• _What the task asks_
Pick every line out of the entries below that has the string "AmountError", and copy it.

• _Records provided_

use crate::notifications::NotificationKind;
use crate::repay::{ApproveThenRepay, RepayError};
use crate::state::{AppState, FormField, LoadingGuard, Store};
use crate::view::{render, DashboardView};
use alloy_primitives::Address;
use chrono::Utc;
use common::amount::{parse_ether, AmountError};
use common::{ChainError, ChainSnapshot, Connection};
use evm_interface::{ChainClient, ContractCall, Receipt};
use log::{debug, error, info};
use serde::{Deserialize, Serialize};
use std::str::FromStr;
use std::sync::Arc;
use strum::Display;
use thiserror::Error;

/// Tokens minted per faucet request, in whole tokens
pub const FAUCET_AMOUNT: &str = "1000";

const NO_WALLET_MESSAGE: &str = "Please install a wallet to use this app";
const CONNECT_FAILED_MESSAGE: &str = "Failed to connect wallet";

#[derive(Debug, Clone, Copy, PartialEq, Eq, Hash, Serialize, Deserialize, Display)]
#[serde(rename_all = "snake_case")]
#[strum(serialize_all = "snake_case")]
pub enum Action {
    DepositCollateral,
    WithdrawCollateral,
    Borrow,
    Repay,
    Liquidate,
    Faucet,
}

impl Action {
    /// Form fields that must be filled in before the action can run
    pub fn required_fields(&self) -> &'static [FormField] {
        match self {
            Action::DepositCollateral => &[FormField::CollateralAmount],
            Action::WithdrawCollateral => &[FormField::WithdrawAmount],
            Action::Borrow => &[FormField::BorrowAmount],
            Action::Repay => &[FormField::RepayAmount, FormField::RepayLoanNumber],
            Action::Liquidate => &[FormField::LiquidateAddress],
            Action::Faucet => &[],
        }
    }

    pub fn success_message(&self) -> &'static str {
        match self {
            Action::DepositCollateral => "Collateral deposited successfully!",
            Action::WithdrawCollateral => "Collateral withdrawn successfully!",
            Action::Borrow => "Stablecoin borrowed successfully!",
            Action::Repay => "Loan repaid successfully!",
            Action::Liquidate => "Position liquidated successfully!",
            Action::Faucet => "Test tokens received successfully!",
        }
    }

    /// Shown when a failure carries no revert reason
    pub fn fallback_message(&self) -> &'static str {
        match self {
            Action::DepositCollateral => "Failed to deposit collateral",
            Action::WithdrawCollateral => "Failed to withdraw collateral",
            Action::Borrow => "Failed to borrow stablecoin",
            Action::Repay => "Failed to repay loan",
            Action::Liquidate => "Failed to liquidate position",
            Action::Faucet => "Failed to get test tokens",
        }
    }
}

#[derive(Debug, Clone, PartialEq, Eq, Error)]
pub enum ActionError {
    /// Required input missing or no wallet connected; nothing was attempted
    #[error("{0} skipped")]
    Skipped(Action),

    #[error("Invalid input: {0}")]
    InvalidInput(String),

    #[error(transparent)]
    Chain(#[from] ChainError),

    #[error(transparent)]
    Repay(#[from] RepayError),
}

impl ActionError {
    pub fn revert_reason(&self) -> Option<&str> {
        match self {
            ActionError::Chain(error) => error.revert_reason(),
            ActionError::Repay(error) => error.source.revert_reason(),
            _ => None,
        }
    }

    /// The message a failed action shows to the user
    pub fn user_message(&self, action: Action) -> String {
        self.revert_reason().unwrap_or(action.fallback_message()).to_string()
    }
}

impl From<AmountError> for ActionError {
    fn from(error: AmountError) -> Self {
        ActionError::InvalidInput(error.to_string())
    }
}

/// An action that passed its guard; loading stays set until this is dropped
struct Started {
    connection: Connection,
    inputs: Vec<String>,
    _loading: LoadingGuard,
}

/// Runs user actions against the chain and keeps the store in step with it
pub struct Dashboard<C> {
    client: Arc<C>,
    store: Store,
}

impl<C> Clone for Dashboard<C> {
    fn clone(&self) -> Self {
        Self { client: self.client.clone(), store: self.store.clone() }
    }
}

impl<C: ChainClient> Dashboard<C> {
    pub fn new(client: C) -> Self {
        Self { client: Arc::new(client), store: Store::new() }
    }

    pub fn client(&self) -> &C {
        &self.client
    }

    pub fn store(&self) -> &Store {
        &self.store
    }

    pub fn state(&self) -> AppState {
        self.store.read()
    }

    pub fn view(&self) -> DashboardView {
        render(&self.store.read())
    }

    pub fn set_field(&self, field: FormField, value: impl Into<String>) {
        self.store.set_field(field, value);
    }

    pub fn dismiss_notification(&self, id: u64) -> bool {
        self.store.dismiss(id)
    }

    /// Asks the wallet for an account and loads its state.
    ///
    /// Failures become an error notification and leave the dashboard disconnected.
    pub async fn connect(&self) -> Result<Connection, ActionError> {
        match self.client.connect().await {
            Ok(connection) => {
                self.store.update(|state| state.connection = Some(connection));
                info!("Wallet connected: {}", connection.account);
                self.refresh_logged().await;
                Ok(connection)
            }
            Err(e) => {
                error!("Error connecting wallet: {}", e);
                let message = match &e {
                    ChainError::WalletUnavailable => NO_WALLET_MESSAGE,
                    other => other.revert_reason().unwrap_or(CONNECT_FAILED_MESSAGE),
                };
                self.store.notify(message, NotificationKind::Error);
                Err(e.into())
            }
        }
    }

    /// Re-reads the whole chain snapshot for the connected account.
    ///
    /// Returns `Ok(false)` without touching the chain when nothing is connected.
    /// The four reads are not atomic on chain, but the store swaps the snapshot
    /// in a single update.
    pub async fn refresh(&self) -> Result<bool, ChainError> {
        let Some(connection) = self.store.connection() else {
            return Ok(false);
        };
        let account = connection.account;
        let lending = connection.network.addresses.lending_contract;

        let collateral_balance = self.client.read_collateral(account).await?;
        let loans = self.client.read_loans(account).await?;
        let user_token_balance = self.client.read_token_balance(account).await?;
        let contract_token_balance = self.client.read_token_balance(lending).await?;

        let snapshot = ChainSnapshot {
            collateral_balance,
            loans,
            user_token_balance,
            contract_token_balance,
            refreshed_at: Some(Utc::now()),
        };
        debug!("Refreshed snapshot for {}: {} loans", account, snapshot.loans.len());
        self.store.update(|state| state.snapshot = snapshot);

        Ok(true)
    }

    async fn refresh_logged(&self) {
        if let Err(e) = self.refresh().await {
            error!("Error loading user data: {}", e);
        }
    }

    pub async fn deposit_collateral(&self) -> Result<Receipt, ActionError> {
        let action = Action::DepositCollateral;
        let started = self.start(action)?;
        let outcome = async {
            let value = parse_ether(&started.inputs[0])?;
            self.transact(ContractCall::DepositCollateral { value }).await
        }
        .await;
        self.finish(action, started, outcome).await
    }

    pub async fn withdraw_collateral(&self) -> Result<Receipt, ActionError> {
        let action = Action::WithdrawCollateral;
        let started = self.start(action)?;
        let outcome = async {
            let amount = parse_ether(&started.inputs[0])?;
            self.transact(ContractCall::WithdrawCollateral { amount }).await
        }
        .await;
        self.finish(action, started, outcome).await
    }

    pub async fn borrow(&self) -> Result<Receipt, ActionError> {
        let action = Action::Borrow;
        let started = self.start(action)?;
        let outcome = async {
            let amount = parse_ether(&started.inputs[0])?;
            self.transact(ContractCall::BorrowStableCoin { amount }).await
        }
        .await;
        self.finish(action, started, outcome).await
    }

    /// Approves the lending contract for the repay amount, then repays the
    /// loan whose 1-based number is in the form.
    pub async fn repay(&self) -> Result<Receipt, ActionError> {
        let action = Action::Repay;
        let started = self.start(action)?;
        let outcome = async {
            let amount = parse_ether(&started.inputs[0])?;
            let loan_number = parse_loan_number(&started.inputs[1])?;
            let spender = started.connection.network.addresses.lending_contract;
            let operation = ApproveThenRepay::for_loan_number(spender, amount, loan_number)
                .ok_or_else(|| ActionError::InvalidInput("Loan numbers start at 1".into()))?;
            operation.execute(self.client.as_ref()).await.map_err(ActionError::from)
        }
        .await;
        self.finish(action, started, outcome).await
    }

    pub async fn liquidate(&self) -> Result<Receipt, ActionError> {
        let action = Action::Liquidate;
        let started = self.start(action)?;
        let outcome = async {
            let borrower = Address::from_str(&started.inputs[0])
                .map_err(|e| ActionError::InvalidInput(format!("Invalid address: {}", e)))?;
            self.transact(ContractCall::Liquidate { borrower }).await
        }
        .await;
        self.finish(action, started, outcome).await
    }

    /// Mints test tokens to the connected account
    pub async fn faucet(&self) -> Result<Receipt, ActionError> {
        let action = Action::Faucet;
        let started = self.start(action)?;
        let outcome = async {
            let amount = parse_ether(FAUCET_AMOUNT)?;
            let recipient = started.connection.account;
            self.transact(ContractCall::Faucet { recipient, amount }).await
        }
        .await;
        self.finish(action, started, outcome).await
    }

    pub async fn run(&self, action: Action) -> Result<Receipt, ActionError> {
        match action {
            Action::DepositCollateral => self.deposit_collateral().await,
            Action::WithdrawCollateral => self.withdraw_collateral().await,
            Action::Borrow => self.borrow().await,
            Action::Repay => self.repay().await,
            Action::Liquidate => self.liquidate().await,
            Action::Faucet => self.faucet().await,
        }
    }

    // Checks the guard and raises the loading flag in one store update
    fn start(&self, action: Action) -> Result<Started, ActionError> {
        let engaged = LoadingGuard::try_engage(&self.store, |state| {
            let connection = state.connection?;
            let fields = action.required_fields();
            if fields.iter().any(|&field| state.forms.is_empty(field)) {
                return None;
            }
            let inputs = fields.iter().map(|&field| state.forms.get(field).trim().to_string());
            Some((connection, inputs.collect::<Vec<_>>()))
        });

        let Some(((connection, inputs), loading)) = engaged else {
            debug!("Skipping {}: wallet not connected or input missing", action);
            return Err(ActionError::Skipped(action));
        };

        info!("Starting {}", action);
        Ok(Started { connection, inputs, _loading: loading })
    }

    async fn finish(
        &self,
        action: Action,
        started: Started,
        outcome: Result<Receipt, ActionError>,
    ) -> Result<Receipt, ActionError> {
        match &outcome {
            Ok(receipt) => {
                info!("{} confirmed in block {}", action, receipt.block_number);
                self.store.update(|state| {
                    for &field in action.required_fields() {
                        state.forms.set(field, String::new());
                    }
                });
                self.store.notify(action.success_message(), NotificationKind::Success);
            }
            Err(e) => {
                error!("Error during {}: {}", action, e);
                self.store.notify(e.user_message(action), NotificationKind::Error);
            }
        }

        drop(started);

        if outcome.is_ok() {
            self.refresh_logged().await;
        }
        outcome
    }

    async fn transact(&self, call: ContractCall) -> Result<Receipt, ActionError> {
        let method = call.method_name();
        let handle = self.client.submit(call).await?;
        debug!("{} submitted as {}", method, handle.hash);
        Ok(self.client.await_receipt(handle).await?)
    }
}

fn parse_loan_number(input: &str) -> Result<u64, ActionError> {
    let invalid = || ActionError::InvalidInput(format!("Invalid loan number: {}", input));
    // u64::from_str would also take a leading '+'
    if input.is_empty() || !input.bytes().all(|b| b.is_ascii_digit()) {
        return Err(invalid());
    }
    input.parse::<u64>().map_err(|_| invalid())
}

• _Your solution_
use common::amount::{parse_ether, AmountError};
impl From<AmountError> for ActionError {
    fn from(error: AmountError) -> Self {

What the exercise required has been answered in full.